Gamache immediately alerts prison officials and orders them to search the prison for Fleming. Confusion breaks out, as no one initially believes him. The head guard has been in charge for more than two years; he started the job when the previous guard left abruptly. He agrees to help Gamache because he is aware of how heinous Fleming’s crimes were. The investigation is further complicated by the fact that Fleming’s file has been replaced with a fake file containing photos and prints for the man impersonating him.

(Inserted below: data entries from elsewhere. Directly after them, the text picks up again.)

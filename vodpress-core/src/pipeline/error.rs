use std::io;
use std::path::PathBuf;

use chrono::Utc;
use thiserror::Error;

use crate::encoder::EncoderError;
use crate::ladder::LadderError;
use crate::manifest::ManifestError;
use crate::metadata::MetadataError;
use crate::probe::ProbeError;
use crate::staging::StagingError;

use super::types::FailureReport;

#[derive(Debug, Error)]
pub enum PipelineError {
    #[error("job id {0:?} is not usable as a directory name")]
    InvalidJobId(String),
    #[error("job {job_id} is already published")]
    AlreadyPublished { job_id: String },
    #[error("job {job_id} failed while staging the upload: {source}")]
    Staging {
        job_id: String,
        source: StagingError,
    },
    #[error("job {job_id} rejected: {reason}")]
    InvalidSource { job_id: String, reason: String },
    #[error("job {job_id} failed while probing the upload: {source}")]
    Probe { job_id: String, source: ProbeError },
    #[error("job {job_id} failed while attaching the intro clip: {source}")]
    IntroAttachment {
        job_id: String,
        source: EncoderError,
    },
    #[error("job {job_id} failed while generating renditions: {source}")]
    Rendition {
        job_id: String,
        source: EncoderError,
    },
    #[error("job {job_id} failed to publish {path}: {source}")]
    Publish {
        job_id: String,
        path: PathBuf,
        source: io::Error,
    },
    #[error("job {job_id} failed writing the publish manifest: {source}")]
    Manifest {
        job_id: String,
        source: ManifestError,
    },
    #[error("metadata store rejected job {job_id}: {source}")]
    Metadata {
        job_id: String,
        source: MetadataError,
    },
    #[error("invalid ladder: {0}")]
    Ladder(#[from] LadderError),
}

pub type PipelineResult<T> = Result<T, PipelineError>;

impl PipelineError {
    pub fn job_id(&self) -> Option<&str> {
        match self {
            PipelineError::InvalidJobId(_) | PipelineError::Ladder(_) => None,
            PipelineError::AlreadyPublished { job_id }
            | PipelineError::Staging { job_id, .. }
            | PipelineError::InvalidSource { job_id, .. }
            | PipelineError::Probe { job_id, .. }
            | PipelineError::IntroAttachment { job_id, .. }
            | PipelineError::Rendition { job_id, .. }
            | PipelineError::Publish { job_id, .. }
            | PipelineError::Manifest { job_id, .. }
            | PipelineError::Metadata { job_id, .. } => Some(job_id),
        }
    }

    /// Stage label for failure reports and logs.
    pub fn stage(&self) -> &'static str {
        match self {
            PipelineError::InvalidJobId(_)
            | PipelineError::AlreadyPublished { .. }
            | PipelineError::Ladder(_) => "admission",
            PipelineError::Staging { .. } => "staging",
            PipelineError::InvalidSource { .. } | PipelineError::Probe { .. } => "probe",
            PipelineError::IntroAttachment { .. } => "intro_attachment",
            PipelineError::Rendition { .. } => "renditions",
            PipelineError::Publish { .. } | PipelineError::Manifest { .. } => "publish",
            PipelineError::Metadata { .. } => "metadata",
        }
    }

    pub fn report(&self) -> FailureReport {
        FailureReport {
            job_id: self.job_id().unwrap_or("-").to_string(),
            stage: self.stage().to_string(),
            message: self.to_string(),
            failed_at: Utc::now(),
        }
    }
}
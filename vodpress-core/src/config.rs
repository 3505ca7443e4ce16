use std::path::{Path, PathBuf};

use serde::de::DeserializeOwned;
use serde::Deserialize;

use crate::error::{ConfigError, DeploymentConfigError, Result};

#[derive(Debug, Clone, Deserialize)]
#[serde(rename_all = "snake_case")]
pub struct VodpressConfig {
    pub paths: PathsSection,
    pub encoder: EncoderSection,
    pub intro: IntroSection,
    pub limits: LimitsSection,
    pub hls: HlsSection,
}

impl VodpressConfig {
    pub fn resolve_path<P: AsRef<Path>>(&self, candidate: P) -> PathBuf {
        let path = candidate.as_ref();
        if path.is_absolute() {
            path.to_path_buf()
        } else {
            Path::new(&self.paths.base_dir).join(path)
        }
    }

    pub fn staging_root(&self) -> PathBuf {
        self.resolve_path(&self.paths.staging_dir)
    }

    pub fn output_root(&self) -> PathBuf {
        self.resolve_path(&self.paths.output_dir)
    }

    pub fn data_root(&self) -> PathBuf {
        self.resolve_path(&self.paths.data_dir)
    }

    pub fn intro_asset(&self) -> PathBuf {
        self.resolve_path(&self.intro.asset_path)
    }

    /// Creates the staging/output/data roots and verifies the fixed intro
    /// asset is in place. Run once at process start; a failure here means
    /// the deployment is broken, not any particular job.
    pub fn validate_deployment(&self) -> std::result::Result<(), DeploymentConfigError> {
        for root in [self.staging_root(), self.output_root(), self.data_root()] {
            std::fs::create_dir_all(&root).map_err(|source| {
                DeploymentConfigError::UnusableRoot {
                    source,
                    path: root.clone(),
                }
            })?;
            probe_writable(&root)?;
        }

        let intro = self.intro_asset();
        match std::fs::metadata(&intro) {
            Ok(meta) if meta.is_file() => Ok(()),
            Ok(_) => Err(DeploymentConfigError::IntroAssetNotAFile { path: intro }),
            Err(_) => Err(DeploymentConfigError::MissingIntroAsset { path: intro }),
        }
    }
}

fn probe_writable(root: &Path) -> std::result::Result<(), DeploymentConfigError> {
    let probe = root.join(".vodpress-write-probe");
    std::fs::write(&probe, b"probe").map_err(|source| DeploymentConfigError::RootNotWritable {
        source,
        path: root.to_path_buf(),
    })?;
    let _ = std::fs::remove_file(&probe);
    Ok(())
}

#[derive(Debug, Clone, Deserialize)]
pub struct PathsSection {
    pub base_dir: String,
    /// Uploads land here before the pipeline runs; contents are transient.
    pub staging_dir: String,
    /// Published HLS trees live here; the layout under this root is read
    /// directly by the file-serving layer.
    pub output_dir: String,
    pub data_dir: String,
}

#[derive(Debug, Clone, Deserialize)]
pub struct EncoderSection {
    pub ffmpeg_path: String,
    pub ffprobe_path: String,
    pub log_level: String,
    pub run_timeout_seconds: u64,
    pub stderr_tail_bytes: usize,
}

#[derive(Debug, Clone, Deserialize)]
pub struct IntroSection {
    pub asset_path: String,
    pub canvas_width: u32,
    pub canvas_height: u32,
    pub crf: u8,
    pub preset: String,
}

#[derive(Debug, Clone, Deserialize)]
pub struct LimitsSection {
    pub max_concurrent_encodes: usize,
}

#[derive(Debug, Clone, Deserialize)]
pub struct HlsSection {
    pub segment_seconds: u32,
}

pub fn load_config<P: AsRef<Path>>(path: P) -> Result<VodpressConfig> {
    load_toml(path)
}

fn load_toml<T, P>(path: P) -> Result<T>
where
    T: DeserializeOwned,
    P: AsRef<Path>,
{
    let path = path.as_ref();
    let content = std::fs::read_to_string(path).map_err(|source| ConfigError::Io {
        source,
        path: path.to_path_buf(),
    })?;
    toml::from_str(&content).map_err(|source| ConfigError::Parse {
        source,
        path: path.to_path_buf(),
    })
}
//! 文件格式：明文 Header + CTR 密文。

pub mod header;
pub mod stream;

The warden refuses to cooperate, claiming there is no way Fleming could have gotten out, and Gamache eventually becomes enraged and physically threatens the warden: during this confrontation, Gamache is “practically screaming. Shaking with fury and on the verge of tears” (274). Jean-Guy drags him off, and the warden is arrested for conspiring in Fleming’s escape. Gamache heads back to Three Pines, frantically trying to reach Reine-Marie. Knowing that Fleming has been free for years leaves him terrified that his wife could be in danger.

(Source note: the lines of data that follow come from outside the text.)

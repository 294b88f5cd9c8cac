//! AES-CTR 会话实现
//!
//! 计数器块布局：nonce 放在 16 字节块的开头，其余字节补零。
//! 第 k 个数据块使用的计数器 = 初始计数器（作为 128 位大端整数）+ k，
//! 溢出时按 128 位回绕，与 `ctr::Ctr128BE` 自身的递增方式完全一致。
//!
//! 因此任意字节区间都可以只从其所在块开始解密，无需处理之前的数据。

use aes::{Aes128, Aes192, Aes256};
use ctr::cipher::{KeyIvInit, StreamCipher};
use zeroize::Zeroizing;

use crate::error::SeekCryptError;

/// AES 分组大小（字节）
pub const BLOCK_SIZE: usize = 16;

type Aes128Ctr = ctr::Ctr128BE<Aes128>;
type Aes192Ctr = ctr::Ctr128BE<Aes192>;
type Aes256Ctr = ctr::Ctr128BE<Aes256>;

#[derive(Debug, Clone, Copy, PartialEq, Eq)]
pub enum KeySize {
    Aes128,
    Aes192,
    Aes256,
}

impl KeySize {
    pub fn from_len(len: usize) -> Option<Self> {
        match len {
            16 => Some(Self::Aes128),
            24 => Some(Self::Aes192),
            32 => Some(Self::Aes256),
            _ => None,
        }
    }

    pub fn len(self) -> usize {
        match self {
            Self::Aes128 => 16,
            Self::Aes192 => 24,
            Self::Aes256 => 32,
        }
    }
}

/// 解包得到的对称密钥，离开作用域时自动清零。
pub struct AesCtrKey {
    size: KeySize,
    bytes: Zeroizing<Vec<u8>>,
}

impl AesCtrKey {
    pub fn new(bytes: Zeroizing<Vec<u8>>) -> Result<Self, SeekCryptError> {
        let size = KeySize::from_len(bytes.len()).ok_or_else(|| {
            SeekCryptError::KeyUnwrap(format!(
                "unsupported symmetric key length: {} bytes",
                bytes.len()
            ))
        })?;

        Ok(Self { size, bytes })
    }

    pub fn size(&self) -> KeySize {
        self.size
    }

    pub fn as_bytes(&self) -> &[u8] {
        &self.bytes
    }
}

impl std::fmt::Debug for AesCtrKey {
    fn fmt(&self, f: &mut std::fmt::Formatter<'_>) -> std::fmt::Result {
        f.debug_struct("AesCtrKey")
            .field("size", &self.size)
            .finish_non_exhaustive()
    }
}

/// 由 nonce 构造逻辑偏移 0 对应的初始计数器块。
pub fn initial_counter(nonce: &[u8]) -> Result<[u8; BLOCK_SIZE], SeekCryptError> {
    if nonce.len() > BLOCK_SIZE {
        return Err(SeekCryptError::HeaderFormat(format!(
            "nonce of {} bytes does not fit a {BLOCK_SIZE}-byte counter block",
            nonce.len()
        )));
    }

    let mut counter = [0u8; BLOCK_SIZE];
    counter[..nonce.len()].copy_from_slice(nonce);
    Ok(counter)
}

/// 第 `block_index` 个数据块的计数器值。
pub fn counter_for_block(initial: &[u8; BLOCK_SIZE], block_index: u64) -> [u8; BLOCK_SIZE] {
    u128::from_be_bytes(*initial)
        .wrapping_add(u128::from(block_index))
        .to_be_bytes()
}

enum CtrCipher {
    Aes128(Aes128Ctr),
    Aes192(Aes192Ctr),
    Aes256(Aes256Ctr),
}

/// 已用密钥和计数器初始化的 CTR 会话。
///
/// 新建时，下一个 keystream 字节对应 `block_index` 块的第一个字节；
/// 之后随 `apply_keystream` 顺序前进。`current_block()` 只用于判断
/// 刚建好的会话能否直接服务下一次读取，并不会让顺序读取省去重建。
pub struct CtrSession {
    block_index: u64,
    consumed: u64,
    cipher: CtrCipher,
}

impl CtrSession {
    pub fn new(
        key: &AesCtrKey,
        initial: &[u8; BLOCK_SIZE],
        block_index: u64,
    ) -> Result<Self, SeekCryptError> {
        let counter = counter_for_block(initial, block_index);
        let invalid = |_| SeekCryptError::KeyUnwrap("invalid key length".to_string());

        let cipher = match key.size() {
            KeySize::Aes128 => CtrCipher::Aes128(
                Aes128Ctr::new_from_slices(key.as_bytes(), &counter).map_err(invalid)?,
            ),
            KeySize::Aes192 => CtrCipher::Aes192(
                Aes192Ctr::new_from_slices(key.as_bytes(), &counter).map_err(invalid)?,
            ),
            KeySize::Aes256 => CtrCipher::Aes256(
                Aes256Ctr::new_from_slices(key.as_bytes(), &counter).map_err(invalid)?,
            ),
        };

        Ok(Self {
            block_index,
            consumed: 0,
            cipher,
        })
    }

    /// 会话建立时对应的块号
    pub fn block_index(&self) -> u64 {
        self.block_index
    }

    /// keystream 当前所在的块号；停在块中间时为 `None`。
    pub fn current_block(&self) -> Option<u64> {
        if self.consumed % BLOCK_SIZE as u64 == 0 {
            self.block_index.checked_add(self.consumed / BLOCK_SIZE as u64)
        } else {
            None
        }
    }

    /// 顺序地对 `buf` 应用 keystream（加密与解密相同）。
    pub fn apply_keystream(&mut self, buf: &mut [u8]) {
        match &mut self.cipher {
            CtrCipher::Aes128(c) => c.apply_keystream(buf),
            CtrCipher::Aes192(c) => c.apply_keystream(buf),
            CtrCipher::Aes256(c) => c.apply_keystream(buf),
        }
        self.consumed += buf.len() as u64;
    }
}

#[cfg(test)]
mod tests {
    use super::*;
    use ctr::cipher::StreamCipherSeek;

    fn key256() -> AesCtrKey {
        AesCtrKey::new(Zeroizing::new((0u8..32).collect())).unwrap()
    }

    #[test]
    fn initial_counter_pads_nonce_with_zeros() {
        let counter = initial_counter(&[1, 2, 3, 4, 5, 6, 7, 8]).unwrap();
        assert_eq!(&counter[..8], &[1, 2, 3, 4, 5, 6, 7, 8]);
        assert_eq!(&counter[8..], &[0u8; 8]);
    }

    #[test]
    fn oversized_nonce_is_rejected() {
        let err = initial_counter(&[0u8; 17]).unwrap_err();
        assert!(matches!(err, SeekCryptError::HeaderFormat(_)));
    }

    #[test]
    fn counter_addition_carries_into_nonce_bytes() {
        let mut initial = [0u8; BLOCK_SIZE];
        initial[15] = 0xff;
        let next = counter_for_block(&initial, 1);
        assert_eq!(next[14], 1);
        assert_eq!(next[15], 0);

        let wrapped = counter_for_block(&[0xff; BLOCK_SIZE], 1);
        assert_eq!(wrapped, [0u8; BLOCK_SIZE]);
    }

    #[test]
    fn session_at_block_matches_seeked_keystream() {
        let key = key256();
        let mut initial = initial_counter(&[9u8; 8]).unwrap();
        initial[15] = 0xfe;

        for block in [0u64, 1, 2, 7, 300] {
            let mut reference =
                Aes256Ctr::new_from_slices(key.as_bytes(), &initial).unwrap();
            reference.seek(block * BLOCK_SIZE as u64);
            let mut expected = [0u8; 48];
            reference.apply_keystream(&mut expected);

            let mut session = CtrSession::new(&key, &initial, block).unwrap();
            let mut actual = [0u8; 48];
            session.apply_keystream(&mut actual);

            assert_eq!(actual, expected, "block {block}");
            assert_eq!(session.block_index(), block);
        }
    }

    #[test]
    fn current_block_tracks_consumed_keystream() {
        let key = key256();
        let initial = initial_counter(&[1u8; 8]).unwrap();
        let mut session = CtrSession::new(&key, &initial, 4).unwrap();
        assert_eq!(session.current_block(), Some(4));

        session.apply_keystream(&mut [0u8; 5]);
        assert_eq!(session.current_block(), None);

        session.apply_keystream(&mut [0u8; 27]);
        assert_eq!(session.current_block(), Some(6));
        assert_eq!(session.block_index(), 4);
    }

    #[test]
    fn key_sizes_follow_key_length() {
        for (len, size) in [(16, KeySize::Aes128), (24, KeySize::Aes192), (32, KeySize::Aes256)] {
            let key = AesCtrKey::new(Zeroizing::new(vec![7u8; len])).unwrap();
            assert_eq!(key.size(), size);
            assert_eq!(size.len(), len);
        }

        let err = AesCtrKey::new(Zeroizing::new(vec![0u8; 20])).unwrap_err();
        assert!(matches!(err, SeekCryptError::KeyUnwrap(_)));
    }
}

In England, Reine-Marie and Amelia have arrived at the Norwich Castle Museum, where The Paston Treasure is kept. A museum volunteer named Cecil Clarke shows Reine-Marie and Amelia a list of the people who attended the art exhibition for which a ticket was found in Godin’s home. It includes someone named Lillian Mountweazel, who, according to Clarke, had returned to the museum a few months ago. After the second visit, she told museum staff that she had lost an old letter that was a family heirloom and asked if they could mail it to her if they found it. Sure enough, the letter was located in the museum lost and found, and mailed back.

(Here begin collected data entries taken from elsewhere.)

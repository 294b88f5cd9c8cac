//! 文件级解密流程
//!
//! 本模块基于 `SeekableCipherStream` 提供两种用法：
//! - 整个文件顺序解密到输出文件
//! - 只解密任意逻辑区间
//!
//! 注意：
//! - Header 解析失败、密钥解包失败、模式不支持时立即报错
//! - 区间超出明文长度时只返回实际可用的字节

use std::io::{self, Read, Seek, SeekFrom};
use std::path::Path;

use tracing::debug;

use crate::crypto::KeyUnwrap;
use crate::error::SeekCryptError;
use crate::format::stream::SeekableCipherStream;
use crate::fs::atomic::write_atomic;
use crate::source::SeekableFile;

/// 打开加密文件，返回可随机访问的解密流。
pub fn open_file<K: KeyUnwrap + ?Sized>(
    path: &Path,
    unwrapper: &K,
) -> Result<SeekableCipherStream<SeekableFile>, SeekCryptError> {
    let source = SeekableFile::open(path)?;
    SeekableCipherStream::open(source, unwrapper)
}

/// 解密整个文件，输出以原子方式写入，返回明文字节数。
pub fn decrypt_file<K: KeyUnwrap + ?Sized>(
    input_path: &Path,
    output_path: &Path,
    unwrapper: &K,
) -> io::Result<u64> {
    let mut stream = open_file(input_path, unwrapper)?;

    let written = write_atomic(output_path, |writer| io::copy(&mut stream, writer))?;

    debug!(
        input = %input_path.display(),
        output = %output_path.display(),
        written,
        "decrypted file"
    );

    Ok(written)
}

/// 解密逻辑区间 `[offset, offset + length)`。
pub fn decrypt_range<K: KeyUnwrap + ?Sized>(
    input_path: &Path,
    offset: u64,
    length: u64,
    unwrapper: &K,
) -> io::Result<Vec<u8>> {
    let mut stream = open_file(input_path, unwrapper)?;
    read_range(&mut stream, offset, length)
}

/// 从已打开的流中读取逻辑区间。
pub fn read_range<R: Read + Seek>(
    stream: &mut R,
    offset: u64,
    length: u64,
) -> io::Result<Vec<u8>> {
    stream.seek(SeekFrom::Start(offset))?;

    let mut out = Vec::new();
    stream.by_ref().take(length).read_to_end(&mut out)?;
    Ok(out)
}
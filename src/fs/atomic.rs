//! 原子写入工具。
//!
//! 解密 / 加密输出先写入同目录下的临时文件，全部成功并落盘后再 rename 到目标路径，
//! 写入失败时目标文件保持原样。

use std::fs::{self, File};
use std::io::{self, BufWriter, Write};
use std::path::{Path, PathBuf};
use std::sync::atomic::{AtomicU64, Ordering};

use tracing::debug;

static TMP_COUNTER: AtomicU64 = AtomicU64::new(0);

/// 原子写文件，返回 `write_fn` 的结果。
pub fn write_atomic<T, F>(target: &Path, write_fn: F) -> io::Result<T>
where
    F: FnOnce(&mut BufWriter<File>) -> io::Result<T>,
{
    let parent = match target.parent() {
        Some(p) if !p.as_os_str().is_empty() => p,
        _ => Path::new("."),
    };

    let tmp_path = tmp_path_for(parent, target);
    let result = write_tmp(&tmp_path, write_fn);

    let value = match result {
        Ok(value) => value,
        Err(err) => {
            let _ = fs::remove_file(&tmp_path);
            return Err(err);
        }
    };

    if target.exists() {
        fs::remove_file(target)?;
    }
    fs::rename(&tmp_path, target)?;

    debug!(target = %target.display(), "atomic write committed");
    Ok(value)
}

fn write_tmp<T, F>(tmp_path: &Path, write_fn: F) -> io::Result<T>
where
    F: FnOnce(&mut BufWriter<File>) -> io::Result<T>,
{
    let mut writer = BufWriter::new(File::create(tmp_path)?);
    let value = write_fn(&mut writer)?;
    writer.flush()?;

    let file = writer.into_inner().map_err(|e| e.into_error())?;
    file.sync_all()?;
    Ok(value)
}

fn tmp_path_for(parent: &Path, target: &Path) -> PathBuf {
    let base_name = target
        .file_name()
        .and_then(|n| n.to_str())
        .filter(|s| !s.is_empty())
        .unwrap_or("seekcrypt-output");

    let counter = TMP_COUNTER.fetch_add(1, Ordering::Relaxed);

    parent.join(format!(".{base_name}.{}-{counter}.tmp", std::process::id()))
}
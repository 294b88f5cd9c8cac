pub mod wrap;

pub use wrap::{KeyUnwrap, KeyWrap, RsaOaepUnwrapper, RsaOaepWrapper};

In Three Pines, Gamache has summoned Agent Hardye Moel. He confides that Fleming has escaped from prison and reveals what led him to rush to the prison: He noticed that within the painting, there were seven individuals, each painted with the face of one of Fleming’s victims. Gamache also explains why he thinks Fleming is targeting him: Years ago, Gamache had urgently needed Fleming’s help with another case involving plans for weapons of mass destruction, so he lied and told Fleming he would let him go in exchange for his help. At the last minute, Gamache reneged on the agreement, and Fleming was enraged to realize that he was not going to be released. Thinking back to that moment, Gamache “could still hear the screams, unholy shrieks, like some wraith being burned alive, as Fleming was dragged back into the hellhole” (281).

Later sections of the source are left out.